● **Work required**
The word "Debug" may appear in lines of the data below. Say how many lines hold it, giving only the number.

##### Records

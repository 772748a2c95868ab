use axum::http::StatusCode;
use axum::response::{IntoResponse, Response};
use axum::Json;
use serde_json::json;
use thiserror::Error;
use tracing::{error, warn};

use crate::models::{BookingId, SeatId, TripId};
use crate::store::StoreError;

/// Failure classes callers react to. Validation and not-found are rejected
/// before anything is written.
#[derive(Debug, Clone, Copy, PartialEq, Eq)]
pub enum ErrorKind {
    Validation,
    NotFound,
    InvalidOperation,
    Conflict,
    Storage,
}

#[derive(Debug, Error)]
pub enum EngineError {
    #[error("trip {trip_id}: paid tickets need an itemized price for every seat")]
    MissingTicketDetail { trip_id: TripId },

    #[error("seat {seat_id} appears more than once in the request")]
    DuplicateSeat { seat_id: SeatId },

    #[error("transfer needs one destination per source seat ({sources} sources, {destinations} destinations)")]
    SeatPairMismatch { sources: usize, destinations: usize },

    #[error("invalid request: {0}")]
    InvalidRequest(String),

    #[error("trip {0} not found")]
    TripNotFound(TripId),

    #[error("seat {seat_id} does not exist on trip {trip_id}")]
    SeatNotFound { trip_id: TripId, seat_id: SeatId },

    #[error("booking {0} not found")]
    BookingNotFound(BookingId),

    #[error("booking {booking_id} has no ticket on seat {seat_id} of trip {trip_id}")]
    TicketNotFound {
        booking_id: BookingId,
        trip_id: TripId,
        seat_id: SeatId,
    },

    #[error("cannot swap seats across trips ({from} and {to})")]
    CrossTripSwapNotAllowed { from: TripId, to: TripId },

    #[error("cannot swap seat {0} with itself")]
    SameSeat(SeatId),

    #[error("seat {seat_id} on trip {trip_id} has no ticket to refund")]
    NoTicketToRefund { trip_id: TripId, seat_id: SeatId },

    #[error("seat {seat_id} on trip {trip_id} is already taken")]
    SeatOccupied { trip_id: TripId, seat_id: SeatId },

    #[error("ticket on seat {seat_id} is already paid")]
    TicketAlreadyPaid { seat_id: SeatId },

    #[error("document was modified concurrently, retry the operation")]
    ConcurrentModification,

    #[error("storage error")]
    Storage(#[source] StoreError),
}

impl EngineError {
    pub fn kind(&self) -> ErrorKind {
        match self {
            EngineError::MissingTicketDetail { .. }
            | EngineError::DuplicateSeat { .. }
            | EngineError::SeatPairMismatch { .. }
            | EngineError::InvalidRequest(_) => ErrorKind::Validation,
            EngineError::TripNotFound(_)
            | EngineError::SeatNotFound { .. }
            | EngineError::BookingNotFound(_)
            | EngineError::TicketNotFound { .. } => ErrorKind::NotFound,
            EngineError::CrossTripSwapNotAllowed { .. }
            | EngineError::SameSeat(_)
            | EngineError::NoTicketToRefund { .. }
            | EngineError::SeatOccupied { .. }
            | EngineError::TicketAlreadyPaid { .. } => ErrorKind::InvalidOperation,
            EngineError::ConcurrentModification => ErrorKind::Conflict,
            EngineError::Storage(_) => ErrorKind::Storage,
        }
    }

    pub fn status_code(&self) -> StatusCode {
        match self.kind() {
            ErrorKind::Validation => StatusCode::BAD_REQUEST,
            ErrorKind::NotFound => StatusCode::NOT_FOUND,
            ErrorKind::InvalidOperation => StatusCode::UNPROCESSABLE_ENTITY,
            ErrorKind::Conflict => StatusCode::CONFLICT,
            ErrorKind::Storage => StatusCode::INTERNAL_SERVER_ERROR,
        }
    }

    pub fn code(&self) -> &'static str {
        match self {
            EngineError::MissingTicketDetail { .. } => "MISSING_TICKET_DETAIL",
            EngineError::DuplicateSeat { .. } => "DUPLICATE_SEAT",
            EngineError::SeatPairMismatch { .. } => "SEAT_PAIR_MISMATCH",
            EngineError::InvalidRequest(_) => "VALIDATION_ERROR",
            EngineError::TripNotFound(_) => "TRIP_NOT_FOUND",
            EngineError::SeatNotFound { .. } => "SEAT_NOT_FOUND",
            EngineError::BookingNotFound(_) => "BOOKING_NOT_FOUND",
            EngineError::TicketNotFound { .. } => "TICKET_NOT_FOUND",
            EngineError::CrossTripSwapNotAllowed { .. } => "CROSS_TRIP_SWAP",
            EngineError::SameSeat(_) => "SAME_SEAT",
            EngineError::NoTicketToRefund { .. } => "NO_TICKET_TO_REFUND",
            EngineError::SeatOccupied { .. } => "SEAT_OCCUPIED",
            EngineError::TicketAlreadyPaid { .. } => "TICKET_ALREADY_PAID",
            EngineError::ConcurrentModification => "CONCURRENT_MODIFICATION",
            EngineError::Storage(_) => "STORAGE_ERROR",
        }
    }
}

impl IntoResponse for EngineError {
    fn into_response(self) -> Response {
        let status = self.status_code();
        let message = match &self {
            EngineError::Storage(source) => {
                error!(error = ?source, "Storage error");
                "A storage error occurred".to_string()
            }
            other => {
                warn!(code = other.code(), "{other}");
                other.to_string()
            }
        };

        (status, Json(json!({ "error": { "code": self.code(), "message": message } }))).into_response()
    }
}

impl From<StoreError> for EngineError {
    fn from(err: StoreError) -> Self {
        match err {
            StoreError::VersionConflict { .. } => EngineError::ConcurrentModification,
            other => EngineError::Storage(other),
        }
    }
}

impl From<validator::ValidationErrors> for EngineError {
    fn from(err: validator::ValidationErrors) -> Self {
        EngineError::InvalidRequest(err.to_string())
    }
}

##########

● **Exercise output**
2